Barlaam also misunderstood and attacked the hesychast tradition of the Church. St. Gregory again came to the rescue explaining how it assists in leading one to unite with God. So then, hesychasm is a path to the aforementioned, that is, the participation in the Uncreated energy of God, being partakers of the divine nature, which is deification. So today let us say a few words about hesychasm because by living it one obtains an entrance into the divine Life that God desires to pour out upon us.
In order to accomplish this I will refer to the “Foreword” of the book by Archimandrite Zacharias of St. John the Baptist Monastery in Essex: Hesychasm, The Bedewing Furnace of the Heart. Here the abbot of the Monastery, Archmandrite Peter writes about Hesychasm and its place in the Church as follows:

“The Lord Jesus Christ is the spiritual sun which illuminates the whole universe. In the light of His precepts, we come to know the unerring way to the Father. Through His Incarnation, He established on earth the holy Body of His Church and within her bosom He implanted monasticism as a holy root which from the first centuries of Christianity until our days has brought forth blessed fruits, our sacred and God-bearing Fathers, who have bequeathed to us the holy way of Hesychasm.
“Hesychastic prayer is the heart of the Orthodox ascetic tradition. Hesychasm is the ‘innermost body’ of the Body of the Church the ‘salt of the earth’ and the sustaining power that preserves the world.
“The essence of Hesychasm lies in the guarding of the heart from all alien influence, so that man can stand before God in ‘pure prayer’.
“In this arduous struggle, the Lord astounds the soul with the unexpected and luminous dawning of His grace in the wondrous place of the deep heart. Then it is that man is built into a temple of Divinity not made by hands, fulfilling his true destiny. By the union of mind and heart, every Christian truly finds himself in the innermost recesses of his soul and, as a God-like mind, as an immortal hypostasis, he invisibly beholds God. This contemplation enlarges the heart to embrace heaven and earth; and then the ‘true man goes out to his true work’, namely, hypostatic prayer and intercession for the whole world. Such a prayer is a sign that the image first given to man at his creation is restored in us.
“The world, the creation of our great God, is beautiful indeed; but there is nothing more marvelous than ‘the hidden man of the heart’, the true man, in the image and likeness of God.” (Hesychasm, The Bedewing Furnace of the Heart, pp.11-12)
Let us struggle then, to make this manifest within us, which is—as Archimandrite Peter continues to write—“the most desirable and sublime miracle in all creation, the union of the heart of man with the eternal Spirit of God.”
Amen!

The Veneration of Icons/Sunday of Orthodoxy

The Veneration of Icons/Sunday of Orthodoxy

Beloved of God, in the second of the Ten Commandments we read: (Exo 20:4) “You shall not make for yourself a graven image, or any likeness of anything that is in heaven above, or that is in the earth beneath, or that is in the water under the earth; you shall not bow down to them or serve them.”

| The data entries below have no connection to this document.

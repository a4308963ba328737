use anyhow::Context;
use clap::Parser;
use field_relay::config::{ConfigProvider, EnvConfig, RadioMode, RelayArgs};
use field_relay::logger::FileLogger;
use field_relay::relay::{relay_router, RelayState};
use field_relay::transport::{
    LanUplink, OutboundChannel, SerialConfig, SerialConnector, TcpConnector, Transceiver,
};
use relay_shared::keys;
use std::sync::Arc;
use tokio::net::TcpListener;

use tracing::info;
use tracing_subscriber::{fmt, prelude::*, EnvFilter};

#[tokio::main]
async fn main() -> anyhow::Result<()> {
    // Initialize tracing
    tracing_subscriber::registry()
        .with(fmt::layer())
        .with(EnvFilter::from_default_env().add_directive(tracing::Level::INFO.into()))
        .init();

    let args = RelayArgs::parse();
    let config: Arc<dyn ConfigProvider> = Arc::new(EnvConfig);

    info!("Field relay starting on {}", args.bind);
    info!("  Radio mode: {:?}", args.radio_mode);
    info!(
        "  Radio enabled: {}, internet enabled: {} (re-read per request)",
        config.radio_enabled(),
        config.internet_enabled()
    );

    let radio = build_radio(&args, config.as_ref());
    let internet: Arc<dyn OutboundChannel> = Arc::new(
        LanUplink::new(config.clone()).with_server_url(args.server_url.clone()),
    );
    let logger = Arc::new(FileLogger::from_config(keys::RELAY_LOG_FILE, config.as_ref()));

    let app = relay_router(RelayState::new(config, radio, internet, logger));

    let listener = TcpListener::bind(args.bind)
        .await
        .with_context(|| format!("Failed to bind {}", args.bind))?;
    info!("Relay listening on {}", args.bind);

    axum::serve(listener, app)
        .with_graceful_shutdown(shutdown_signal())
        .await
        .context("Relay server failed")?;

    info!("Relay stopped");
    Ok(())
}

/// Radio channel for the configured transport mode
fn build_radio(args: &RelayArgs, config: &dyn ConfigProvider) -> Arc<dyn OutboundChannel> {
    let logger = Arc::new(FileLogger::from_config(keys::TRANSCEIVER_LOG_FILE, config));

    match args.radio_mode {
        RadioMode::Serial => {
            info!("  Radio modem: {} @ {} baud", args.serial_port, args.baud);
            let connector = SerialConnector::new(SerialConfig {
                port: args.serial_port.clone(),
                baud: args.baud,
            });
            Arc::new(
                Transceiver::new(connector, logger)
                    .with_connect_timeout(args.radio_connect_timeout()),
            )
        }
        RadioMode::TcpSimulation => {
            info!("  Radio link simulated over TCP: {}", args.radio_tcp_address);
            let connector = TcpConnector::new(args.radio_tcp_address.clone());
            Arc::new(
                Transceiver::new(connector, logger)
                    .with_connect_timeout(args.radio_connect_timeout()),
            )
        }
    }
}

async fn shutdown_signal() {
    if let Err(e) = tokio::signal::ctrl_c().await {
        tracing::error!("Failed to listen for shutdown signal: {}", e);
    }
}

Both in the past and the present a literal interpretation of this, out of context, has caused many to reject the veneration of icons. During the eighth and ninth century there was a terrible persecution against those who venerated the icons. And today we celebrate the end of these persecutions and the restoration of the icons to the Church.

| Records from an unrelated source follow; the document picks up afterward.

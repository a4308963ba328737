//! Named component loggers
//!
//! Each outbound component owns a [`LogSink`] identified by a logical name
//! (the configuration key holding its file name). [`FileLogger`] appends to
//! `<LOG_DIRECTORY>/<file name>` and mirrors every line into `tracing`;
//! [`MemoryLogger`] keeps records in memory for tests.

use crate::config::ConfigProvider;
use chrono::Utc;
use parking_lot::Mutex;
use relay_shared::keys;
use std::fmt;
use std::fs::{File, OpenOptions};
use std::io::Write;
use std::path::{Path, PathBuf};
use std::sync::Arc;
use tracing::{debug, error, info, warn};

#[derive(Debug, Clone, Copy, PartialEq, Eq, PartialOrd, Ord)]
pub enum LogLevel {
    Debug,
    Info,
    Warn,
    Error,
}

impl LogLevel {
    pub fn as_str(&self) -> &'static str {
        match self {
            LogLevel::Debug => "DEBUG",
            LogLevel::Info => "INFO",
            LogLevel::Warn => "WARN",
            LogLevel::Error => "ERROR",
        }
    }
}

impl fmt::Display for LogLevel {
    fn fmt(&self, f: &mut fmt::Formatter<'_>) -> fmt::Result {
        f.write_str(self.as_str())
    }
}

/// Leveled, named log output for a single component
pub trait LogSink: Send + Sync {
    /// Logical logger name
    fn name(&self) -> &str;

    fn log(&self, level: LogLevel, message: &str);

    fn info(&self, message: &str) {
        self.log(LogLevel::Info, message);
    }

    fn warn(&self, message: &str) {
        self.log(LogLevel::Warn, message);
    }

    fn error(&self, message: &str) {
        self.log(LogLevel::Error, message);
    }
}

/// Appends lines to a log file and mirrors them into `tracing`
pub struct FileLogger {
    name: String,
    path: Option<PathBuf>,
    file: Mutex<Option<File>>,
}

impl FileLogger {
    /// Open (or create) `<directory>/<file_name>` in append mode
    pub fn new(name: impl Into<String>, directory: impl AsRef<Path>, file_name: &str) -> Self {
        let name = name.into();
        let path = directory.as_ref().join(file_name);
        let file = match open_append(&path) {
            Ok(file) => Some(file),
            Err(e) => {
                warn!(logger = %name, "Cannot open log file {}: {}", path.display(), e);
                None
            }
        };

        Self {
            name,
            path: Some(path),
            file: Mutex::new(file),
        }
    }

    /// A logger that only writes to `tracing`
    pub fn tracing_only(name: impl Into<String>) -> Self {
        Self {
            name: name.into(),
            path: None,
            file: Mutex::new(None),
        }
    }

    /// Resolve the logger from configuration: the directory comes from
    /// `LOG_DIRECTORY`, the file name from the key called `name`.
    ///
    /// Falls back to tracing-only output when either is missing.
    pub fn from_config(name: &str, config: &dyn ConfigProvider) -> Self {
        match (config.get(keys::LOG_DIRECTORY), config.get(name)) {
            (Some(directory), Some(file_name)) => Self::new(name, directory, &file_name),
            _ => {
                debug!(logger = name, "No log file configured, using tracing output only");
                Self::tracing_only(name)
            }
        }
    }

    /// Path of the backing file, if any
    pub fn path(&self) -> Option<&Path> {
        self.path.as_deref()
    }
}

fn open_append(path: &Path) -> std::io::Result<File> {
    if let Some(parent) = path.parent() {
        std::fs::create_dir_all(parent)?;
    }
    OpenOptions::new().create(true).append(true).open(path)
}

impl LogSink for FileLogger {
    fn name(&self) -> &str {
        &self.name
    }

    fn log(&self, level: LogLevel, message: &str) {
        match level {
            LogLevel::Debug => debug!(logger = %self.name, "{}", message),
            LogLevel::Info => info!(logger = %self.name, "{}", message),
            LogLevel::Warn => warn!(logger = %self.name, "{}", message),
            LogLevel::Error => error!(logger = %self.name, "{}", message),
        }

        let mut guard = self.file.lock();
        if let Some(file) = guard.as_mut() {
            let line = format!(
                "{} {} {} {}\n",
                Utc::now().to_rfc3339(),
                level,
                self.name,
                message
            );
            if let Err(e) = file.write_all(line.as_bytes()) {
                // Stop writing to a broken file; tracing output continues
                warn!(logger = %self.name, "Log file write failed: {}", e);
                *guard = None;
            }
        }
    }
}

impl fmt::Debug for FileLogger {
    fn fmt(&self, f: &mut fmt::Formatter<'_>) -> fmt::Result {
        f.debug_struct("FileLogger")
            .field("name", &self.name)
            .field("path", &self.path)
            .finish()
    }
}

/// One captured log line
#[derive(Debug, Clone, PartialEq, Eq)]
pub struct LogRecord {
    pub name: String,
    pub level: LogLevel,
    pub message: String,
}

/// Captures log lines in memory
///
/// Clones share the same record buffer, so a test can keep one handle and
/// give another to the component under test.
#[derive(Debug, Clone)]
pub struct MemoryLogger {
    name: String,
    records: Arc<Mutex<Vec<LogRecord>>>,
}

impl MemoryLogger {
    pub fn new(name: impl Into<String>) -> Self {
        Self {
            name: name.into(),
            records: Arc::new(Mutex::new(Vec::new())),
        }
    }

    pub fn records(&self) -> Vec<LogRecord> {
        self.records.lock().clone()
    }

    /// `(level, message)` pairs in the order they were logged
    pub fn lines(&self) -> Vec<(LogLevel, String)> {
        self.records
            .lock()
            .iter()
            .map(|r| (r.level, r.message.clone()))
            .collect()
    }

    pub fn clear(&self) {
        self.records.lock().clear();
    }
}

impl LogSink for MemoryLogger {
    fn name(&self) -> &str {
        &self.name
    }

    fn log(&self, level: LogLevel, message: &str) {
        self.records.lock().push(LogRecord {
            name: self.name.clone(),
            level,
            message: message.to_string(),
        });
    }
}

But let us carefully examine this commandment and see exactly what caused this problem and what was it that our Lord was prohibiting. If we want to understand this commandment it should be considered in its historical context and collated with a more detailed description which is found in the Book of Deuteronomy. Here the Lord warns:

“Beware lest you act corruptly by making a graven image for yourselves, in the form of any figure, the likeness of male or female, the likeness of any beast that is on the earth, the likeness of any winged bird that flies in the air, the likeness of anything that creeps on the ground, the likeness of any fish that is in the water under the earth. And beware lest you lift up your eyes to heaven, and when you see the sun and the moon and the stars, all the host of heaven, you be drawn away and worship them and serve them, things which the LORD your God has allotted to all the peoples under the whole heaven.” (Deu. 4:16-19) If we consider the historical context, it is obvious that this commandment includes the prohibition of every variety of idolatry known to have been practiced among the Egyptians. Now let’s examine this step by step.

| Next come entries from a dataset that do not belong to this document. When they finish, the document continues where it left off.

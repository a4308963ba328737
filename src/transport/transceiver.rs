//! Radio transceiver channel
//!
//! Each send opens the link, writes exactly one frame and closes it again.
//! Nothing is kept between sends.

use crate::logger::LogSink;
use crate::transport::traits::{OutboundChannel, TransmitError, TransportConnector, TransportStream};
use anyhow::{anyhow, Result};
use async_trait::async_trait;
use relay_shared::{codec, Payload};
use std::sync::Arc;
use std::time::Duration;
use tokio::io::AsyncWriteExt;
use tokio::time::timeout;

/// Default time allowed to open the radio link
pub const DEFAULT_CONNECT_TIMEOUT: Duration = Duration::from_secs(5);

pub struct Transceiver<C: TransportConnector> {
    connector: C,
    logger: Arc<dyn LogSink>,
    connect_timeout: Duration,
}

impl<C: TransportConnector> Transceiver<C> {
    pub fn new(connector: C, logger: Arc<dyn LogSink>) -> Self {
        Self {
            connector,
            logger,
            connect_timeout: DEFAULT_CONNECT_TIMEOUT,
        }
    }

    pub fn with_connect_timeout(mut self, connect_timeout: Duration) -> Self {
        self.connect_timeout = connect_timeout;
        self
    }

    pub fn connector(&self) -> &C {
        &self.connector
    }

    async fn transmit(&self, payload: &Payload) -> Result<()> {
        let frame = codec::encode(payload)?;

        let mut stream = timeout(self.connect_timeout, self.connector.connect())
            .await
            .map_err(|_| anyhow!("{} connect timed out", self.connector.name()))??;

        stream.write_all(&frame).await?;
        stream.flush().await?;
        TransportStream::shutdown(&mut stream).await?;
        Ok(())
    }
}

#[async_trait]
impl<C: TransportConnector> OutboundChannel for Transceiver<C> {
    async fn send(&self, payload: &Payload) -> Result<(), TransmitError> {
        self.logger.info(&format!(
            "Transmitting via {}: {}",
            self.connector.name(),
            payload
        ));

        self.transmit(payload).await.map_err(|e| {
            let message = format!("{:#}", e);
            self.logger.error(&format!("radio error occurred: {}", message));
            TransmitError::Unexpected(message)
        })
    }

    fn name(&self) -> &'static str {
        "radio"
    }
}
//! Field relay
//!
//! Receives sensor readings over HTTP on the device and forwards each one
//! through either the radio transceiver or the LAN collection server,
//! depending on configuration flags read at dispatch time.

pub mod config;
pub mod logger;
pub mod relay;
pub mod transport;

pub use relay_shared::{Channel, Payload};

First the critical term which has caused much confusion: “graven image”. According to Strong’s Hebrew and Greek Dictionary (can be found at http://www.e-sword.net) the Hebrew term translated here is pesel; it is defined as, “an idol: -carved (graven) image”, the root word of this means “to carve”. In the Greek Septuagint text this word translated as “eidolon” which in English is idol. A question: Does pesel equal an Orthodox icon?

Let’s continue with a detailed examination of the prohibitions. Likenesses of male and female were mentioned. In ancient Egypt the people held a certain Osiris and his wife Isis as supreme divinities. Images of Orisis depict him as a handsome man in royal dress wearing a crown of an Upper Egypt headdress.
“The likeness of any beast that is on the earth”. “Among the Egyptians the ox was not only sacred but adored, because they supposed that in one of these animals Osiris took up his residence: hence they always had a living ox, which they supposed to be the habitation of this deity; and they imagined that on the death of one he entered into the body of another, and so on successively. This famous ox-god they called Apis and Mnevis.” 1

“The likeness of any winged bird that flies in the air”. Birds such as the stork, or crane, and hawk were objects of Egyptian idolatry. “The likeness of anything that creeps on the ground”. The crocodile, serpents, or beetle, were all objects of their adoration. “The likeness of any fish that is in the water under the earth”. All fish were esteemed sacred animals among the Egyptians. One called Oxyrynchus had a temple, and divine honors paid to it. Another fish, called Phagrus, was worshipped at the city of Syene (modern day Aswan) on the Nile in Southern Egypt.

“In short, oxen, heifers, sheep, goats, lions, dogs, monkeys, and cats; the ibis, the crane, and the hawk; the crocodile, serpents, frogs, flies, and the scarabeus or beetle; the Nile and its fish; the sun, moon, planets, and stars; fire, light, air, darkness, and night, were all objects of Egyptian idolatry, and all included in this very circumstantial prohibition as detailed in Deuteronomy.” 2

Again let us hear the second commandment of our Lord:
“You shall not make for yourself an idol or graven image, or any likeness of anything that is in heaven above, or that is in the earth beneath, or that is in the water under the earth; you shall not bow down to them or serve them.”

Now when we put it into its historical context, is it at all possible to believe that the Hebrew term pesel is equal to an Orthodox icon? No, how could it be? To do so would be show a total lack of logic. So let us, with undoubted faith continue to do as today’s tropar says, “We venerate Thy most pure image, O Good One”.3 By reason of the fact that, “The uncircumscribed Word of the Father became circumscribed,…and He has restored the sullied image to its ancient glory, filling it with divine beauty. This our salvation we confess in deed and word and we depict it in the holy ikons.”4

May our Lord Jesus Christ, through the prayers of all the saints who suffered for the veneration of the holy icons have mercy on us and save us. Amen!

1. From the commentaries of Adam Clarke (British Methodist Theologian reposed 1832) on Exodus 20:4. Can be found on http://www.e-sword.net.
2. Ibid.
3. Translation as found in service books published by St. Tikhon’s Monastery.